Residents scrambled to higher ground or to evacuate coastal towns late Wednesday and early Thursday after a massive earthquake struck off Alaska’s coast, triggering aftershocks and now-canceled tsunami warnings.
Pat Branson, mayor of Kodiak, the major city of Alaska’s Kodiak Island, said that the magnitude 8.2 earthquake was the strongest in the area since the 1960’s. The quake triggered the area’s third evacuation in 18 months.
If the magnitude 8.2 estimate holds, the quake may be the most powerful in North America since a magnitude of 8.7, Brian McNoldy, senior research associate at University of Miami’s Department of Atmospheric Science, as posted on Twitter.
Wednesday’s earthquake hit 56 miles east southeast of Perryville, Alaska, at about 8:15 p.m, according to the U.S. Geological Survey. The earthquake was felt throughout the Alaska Peninsula and Kodiak. It is informed by Alaska Earthquake Center.
At least two strong aftershocks with preliminary magnitudes of 6.2 and 5.6 occurred within a half hour of the first earthquake.
Based on preliminary seismic data, the earthquake may have caused light to moderate damage and probable moderate shaking.

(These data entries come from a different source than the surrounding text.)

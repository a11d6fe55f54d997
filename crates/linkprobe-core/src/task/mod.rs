//! Task correlator.
//!
//! Tracks every link currently being resolved, the probe source the host
//! opened for it and the artifacts accepted so far. Probe events are routed
//! back to their task through the source id; a task completes once every
//! required kind has been collected (or earlier, on a malformed observation or
//! a failed allocation).

mod correlator;

pub use correlator::{
    Completion, CompletionReason, ReturnAddress, Task, TaskCorrelator, TaskHandle,
};

#[cfg(test)]
mod tests;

The U.S. National Tsunami Warning Center early Thursday canceled the Tsunami Warnings for the state.
“Remember, strong and unusual currents may continue for several hours,” a tweet from the center informed. “If you have damage, please report it to the tsunami officials.”
Alaska Tsunami Warnings Cancelled later
The tsunami warning was canceled after waves of less than one foot arrived onshore.
The Pacific Tsunami Warning Center previously issued a notice saying the potential threat to Guam and American Samoa was still under investigation. US National Tsunami Warning Center that no significant tsunami is expected and California, Oregon, Washington, British Columbia and Alaska are “all clear.” A tsunami warning issued for Hawaii was also canceled.
Kodiak police informed the residents to move to higher ground following the earthquake. And added the local high school was open as an evacuation location.
People took to social media to share videos of themselves evacuating from their homes. And moving to higher ground amid blaring warning sirens.
In Sand Point, Alaska, Patrick Mayer, superintendent of schools for the Aleutians East Borough, shared with the media houses that he was sitting in his kitchen when the shaking started.
“It started to go and just didn’t stop,” he told the newspaper. “It went on for a long time and there were several aftershocks, too. The pantry is empty all over the floor, the fridge is empty all over the floor.”
Mayer said he evacuated to the local school, which was located on higher ground.
Jeremy Zidek, a spokesman for the Alaska Division of Homeland Security and Emergency Management, told the newspaper he expects any damage from the earthquake may be revealed later in the morning.
The media house reported that the earthquake was the third major earthquake in the area in 13 months.
Alaska is located along the seismically active Pacific Ring of Fire, which is a horseshoe-shaped geological disaster zone and hotbed for tectonic and volcanic activity.
The state was previously hit by the strongest earthquake ever recorded in North America: the 9.2 magnitude earthquake that happened on Good Friday 1962. It had led to 131 deaths and $2.3 billion in property loss, according to USGS.